Al een vijftien jaar is Thierry Smits met zijn danscompagnie actief. Hij maakte zwaar politiek geladen voorstellingen rond homo-erotiek en Aids, liet zich inspireren door beeldende kunsten en mythen, maar hoe taboedoorbrekend zijn behandeling van thema’s ook was, essentieel was in al zijn producties de dans zelf. Bij Thierry geen stilstaande bewegingen, geen stukken tekstmonologen, geen conceptuele spelletjes: dans is nog altijd in een dansproductie het belangrijkste ingrediënt. In al zijn producties ligt de nadruk op het esthetische en vandaar ook op het artificiële van dansbewegingen. De ene keer graaft hij diep naar de banden tussen mystiek en erotiek, een andere keer naar de ambiguïteit tussen sacraliteit en lichamelijkheid, en soms ook puur naar het dansplezier zelf, naar de dans an sich.

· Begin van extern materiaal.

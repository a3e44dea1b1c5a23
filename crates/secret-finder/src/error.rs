use crate::config::{ConfigError, CredentialError};
use crate::telemetry::TelemetryError;
use crate::workflows::watch::WatchError;
use axum::http::StatusCode;
use axum::response::{IntoResponse, Response};
use axum::Json;
use serde_json::json;
use std::fmt;

#[derive(Debug)]
pub enum AppError {
    Config(ConfigError),
    Telemetry(TelemetryError),
    Io(std::io::Error),
    Server(axum::Error),
    Credential(CredentialError),
    Task(tokio::task::JoinError),
}

impl fmt::Display for AppError {
    fn fmt(&self, f: &mut fmt::Formatter<'_>) -> fmt::Result {
        match self {
            AppError::Config(err) => write!(f, "configuration error: {}", err),
            AppError::Telemetry(err) => write!(f, "telemetry error: {}", err),
            AppError::Io(err) => write!(f, "io error: {}", err),
            AppError::Server(err) => write!(f, "server error: {}", err),
            // Shown to the operator as-is.
            AppError::Credential(err) => write!(f, "{}", err),
            AppError::Task(err) => write!(f, "background task failed: {}", err),
        }
    }
}

impl std::error::Error for AppError {
    fn source(&self) -> Option<&(dyn std::error::Error + 'static)> {
        match self {
            AppError::Config(err) => Some(err),
            AppError::Telemetry(err) => Some(err),
            AppError::Io(err) => Some(err),
            AppError::Server(err) => Some(err),
            AppError::Credential(err) => Some(err),
            AppError::Task(err) => Some(err),
        }
    }
}

impl IntoResponse for AppError {
    fn into_response(self) -> Response {
        let status = match self {
            AppError::Credential(CredentialError::Missing(_)) => StatusCode::BAD_REQUEST,
            AppError::Config(_)
            | AppError::Telemetry(_)
            | AppError::Io(_)
            | AppError::Server(_)
            | AppError::Credential(_)
            | AppError::Task(_) => StatusCode::INTERNAL_SERVER_ERROR,
        };

        let body = Json(json!({ "error": self.to_string() }));
        (status, body).into_response()
    }
}

impl From<ConfigError> for AppError {
    fn from(value: ConfigError) -> Self {
        Self::Config(value)
    }
}

impl From<TelemetryError> for AppError {
    fn from(value: TelemetryError) -> Self {
        Self::Telemetry(value)
    }
}

impl From<std::io::Error> for AppError {
    fn from(value: std::io::Error) -> Self {
        Self::Io(value)
    }
}

impl From<axum::Error> for AppError {
    fn from(value: axum::Error) -> Self {
        Self::Server(value)
    }
}

impl From<CredentialError> for AppError {
    fn from(value: CredentialError) -> Self {
        Self::Credential(value)
    }
}

impl From<WatchError> for AppError {
    fn from(value: WatchError) -> Self {
        match value {
            WatchError::Credential(err) => Self::Credential(err),
            WatchError::Task(err) => Self::Task(err),
        }
    }
}
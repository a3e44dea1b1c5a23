use std::sync::Arc;

use axum::{
    extract::{Query, State},
    routing::get,
    Json, Router,
};
use serde::Deserialize;

use super::domain::Lead;
use super::pagination::SearchRequest;
use super::service::LeadSearchService;
use crate::error::AppError;

const DEFAULT_KEYWORD: &str = "Jewelry";
const DEFAULT_CITY: &str = "Local";
const DEFAULT_HASHTAG: &str = "diamond";

pub fn leads_router(service: Arc<LeadSearchService>) -> Router {
    Router::new()
        .route("/api/leads", get(search_handler))
        .route("/api/instagram", get(hunt_handler))
        .with_state(service)
}

#[derive(Debug, Default, Deserialize)]
pub struct SearchQuery {
    #[serde(default)]
    pub keyword: Option<String>,
    #[serde(default)]
    pub city: Option<String>,
    #[serde(default)]
    pub country: Option<String>,
}

impl SearchQuery {
    pub fn into_request(self) -> SearchRequest {
        let or_default = |value: Option<String>, default: &str| {
            value
                .filter(|value| !value.trim().is_empty())
                .unwrap_or_else(|| default.to_string())
        };
        SearchRequest::from_lists(
            &or_default(self.keyword, DEFAULT_KEYWORD),
            &or_default(self.city, DEFAULT_CITY),
            self.country.as_deref().unwrap_or_default(),
        )
    }
}

#[derive(Debug, Default, Deserialize)]
pub struct HuntQuery {
    #[serde(default)]
    pub hashtag: Option<String>,
}

pub(crate) async fn search_handler(
    State(service): State<Arc<LeadSearchService>>,
    Query(query): Query<SearchQuery>,
) -> Result<Json<Vec<Lead>>, AppError> {
    let leads = service.search_leads(&query.into_request()).await?;
    Ok(Json(leads))
}

pub(crate) async fn hunt_handler(
    State(service): State<Arc<LeadSearchService>>,
    Query(query): Query<HuntQuery>,
) -> Result<Json<Vec<Lead>>, AppError> {
    let tags = query
        .hashtag
        .filter(|tags| !tags.trim().is_empty())
        .unwrap_or_else(|| DEFAULT_HASHTAG.to_string());
    let leads = service.hunt_tags(&tags).await?;
    Ok(Json(leads))
}
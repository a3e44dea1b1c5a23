use std::fs;
use std::io::ErrorKind;
use std::path::PathBuf;
use std::sync::atomic::{AtomicUsize, Ordering};
use std::sync::{Arc, Mutex, PoisonError};

use chrono::Utc;
use tracing::{debug, info, warn};

use super::domain::{clean_tag, WatchState};
use crate::workflows::leads::Lead;

/// Durable home of the watch state. `read` returns `None` when nothing has been
/// stored yet.
pub trait StateBackend: Send + Sync {
    fn read(&self) -> Result<Option<WatchState>, StoreError>;
    fn write(&self, state: &WatchState) -> Result<(), StoreError>;
}

#[derive(Debug, thiserror::Error)]
pub enum StoreError {
    #[error("state file unavailable: {0}")]
    Io(#[from] std::io::Error),
    #[error("state file is not valid JSON: {0}")]
    Json(#[from] serde_json::Error),
}

/// Pretty-printed JSON document on disk.
#[derive(Debug, Clone)]
pub struct FileStateBackend {
    path: PathBuf,
}

impl FileStateBackend {
    pub fn new(path: impl Into<PathBuf>) -> Self {
        Self { path: path.into() }
    }
}

impl StateBackend for FileStateBackend {
    fn read(&self) -> Result<Option<WatchState>, StoreError> {
        let raw = match fs::read_to_string(&self.path) {
            Ok(raw) => raw,
            Err(err) if err.kind() == ErrorKind::NotFound => {
                info!(path = %self.path.display(), "seeding empty watch state");
                self.write(&WatchState::default())?;
                return Ok(None);
            }
            Err(err) => return Err(err.into()),
        };
        if raw.trim().is_empty() {
            return Ok(None);
        }
        Ok(Some(serde_json::from_str(&raw)?))
    }

    fn write(&self, state: &WatchState) -> Result<(), StoreError> {
        let body = serde_json::to_string_pretty(state)?;
        fs::write(&self.path, body)?;
        Ok(())
    }
}

/// In-process backend that also counts writes.
#[derive(Debug, Default)]
pub struct MemoryStateBackend {
    state: Mutex<Option<WatchState>>,
    writes: AtomicUsize,
}

impl MemoryStateBackend {
    pub fn with_state(state: WatchState) -> Self {
        Self {
            state: Mutex::new(Some(state)),
            writes: AtomicUsize::new(0),
        }
    }

    pub fn writes(&self) -> usize {
        self.writes.load(Ordering::SeqCst)
    }
}

impl StateBackend for MemoryStateBackend {
    fn read(&self) -> Result<Option<WatchState>, StoreError> {
        let state = self.state.lock().unwrap_or_else(PoisonError::into_inner);
        Ok(state.clone())
    }

    fn write(&self, state: &WatchState) -> Result<(), StoreError> {
        *self.state.lock().unwrap_or_else(PoisonError::into_inner) = Some(state.clone());
        self.writes.fetch_add(1, Ordering::SeqCst);
        Ok(())
    }
}

/// Sole owner of the watch state. Every read-modify-write cycle runs under one
/// mutex; backend failures never reach callers.
pub struct WatchStore<B: ?Sized> {
    backend: Arc<B>,
    cycle: Mutex<()>,
}

impl<B> WatchStore<B>
where
    B: StateBackend + ?Sized,
{
    pub fn new(backend: Arc<B>) -> Self {
        Self {
            backend,
            cycle: Mutex::new(()),
        }
    }

    pub fn load_state(&self) -> WatchState {
        let _cycle = self.cycle.lock().unwrap_or_else(PoisonError::into_inner);
        self.read()
    }

    /// Admits leads not yet seen by id or company name, prepending them newest
    /// first. Returns what was admitted, in batch order.
    pub fn merge_leads(&self, batch: Vec<Lead>) -> Vec<Lead> {
        self.transact(|state| {
            let mut inserted = Vec::new();
            for lead in batch {
                if state.contains(&lead) {
                    debug!(id = %lead.id, company = %lead.company_name, "duplicate lead skipped");
                    continue;
                }
                state.leads.insert(0, lead.clone());
                inserted.push(lead);
            }
            if !inserted.is_empty() {
                state.last_checked = Utc::now().timestamp_millis();
            }
            let changed = !inserted.is_empty();
            (inserted, changed)
        })
    }

    /// Returns whether the tag list changed.
    pub fn add_tag(&self, raw: &str) -> bool {
        let Some(tag) = clean_tag(raw) else {
            return false;
        };
        self.transact(|state| {
            if state.monitored_tags.contains(&tag) {
                return (false, false);
            }
            state.monitored_tags.push(tag);
            (true, true)
        })
    }

    pub fn remove_tag(&self, tag: &str) -> bool {
        self.transact(|state| {
            let before = state.monitored_tags.len();
            state.monitored_tags.retain(|existing| existing != tag);
            let changed = state.monitored_tags.len() != before;
            (changed, changed)
        })
    }

    pub fn set_running(&self, running: bool) {
        self.transact(|state| {
            let changed = state.is_running != running;
            state.is_running = running;
            ((), changed)
        });
    }

    /// Runs `mutate` against the current state and persists it when the closure
    /// reports a change.
    fn transact<T>(&self, mutate: impl FnOnce(&mut WatchState) -> (T, bool)) -> T {
        let _cycle = self.cycle.lock().unwrap_or_else(PoisonError::into_inner);
        let mut state = self.read();
        let (outcome, changed) = mutate(&mut state);
        if changed {
            if let Err(err) = self.backend.write(&state) {
                warn!(error = %err, "failed to persist watch state; update lost");
            }
        }
        outcome
    }

    fn read(&self) -> WatchState {
        match self.backend.read() {
            Ok(state) => state.unwrap_or_default(),
            Err(err) => {
                warn!(error = %err, "failed to read watch state; using defaults");
                WatchState::default()
            }
        }
    }
}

Dat laatste gebeurde bijvoorbeeld in Soirée dansante uit 1995 en twee jaar geleden in Dionysos Last Day/Stigma. Dat was een productie uit twee delen, en het dansplezier uit het eerste deel ontlaadt zich euforisch in het tweede deel. Ook d’orient is zo’n productie. Hoewel de actualiteit in het nabije en verre Oosten in de focus staat, spit d’orient geen politieke thema’s uit. Toch zou je deze productie een politiek statement kunnen toedichten net doordat ze de actuele items van aanslagen, terreur, fundamentalisme niet aankaart, maar juist een tegendeel, een tegenovergestelde van de bekende thema’s uit de samenleving laat zien, n.l. het gemeenschapsgevoel in rituelen, in het werk, in het ritme van de dag, de schoonheid en de vreugde van dagelijkse rituele handelingen, de trance die dans kan opwekken tijdens feesten.
D’orient bestaat uit drie taferelen die in elkaar overlopen in lichtveranderingen en decorelementen. Het eerste deel verwijst naar de hammam, het badhuis als ontmoetingsplek. Een ontmoeting volgens codes en rituelen. Acht mannelijke dansers vertoeven er, luchtig gekleed. Het homo-erotisch aspect uit zijn vroegere werken laat Thierry Smits hier in een omfloerste sfeer aan bod komen. Geen naakt, geen agressie, slechts een wat speels aanraken, een suggestief trillen van de zintuigen. Een hartelijk bejegenen. Bewegingen glijden soepel in elkaar over, heel organisch ontstaan er unisono’s, groepsdansen die dan weer zacht overglijden in individuele bewegingen, die elkaar aanvullen. Het tweede deel stelt de leegte en de eenzaamheid van de woestijn, de Sahara voor. Doch het werken met de katoenbalen schept een band, een stille band, een stilte die wegzinkt in de katoenvlokken.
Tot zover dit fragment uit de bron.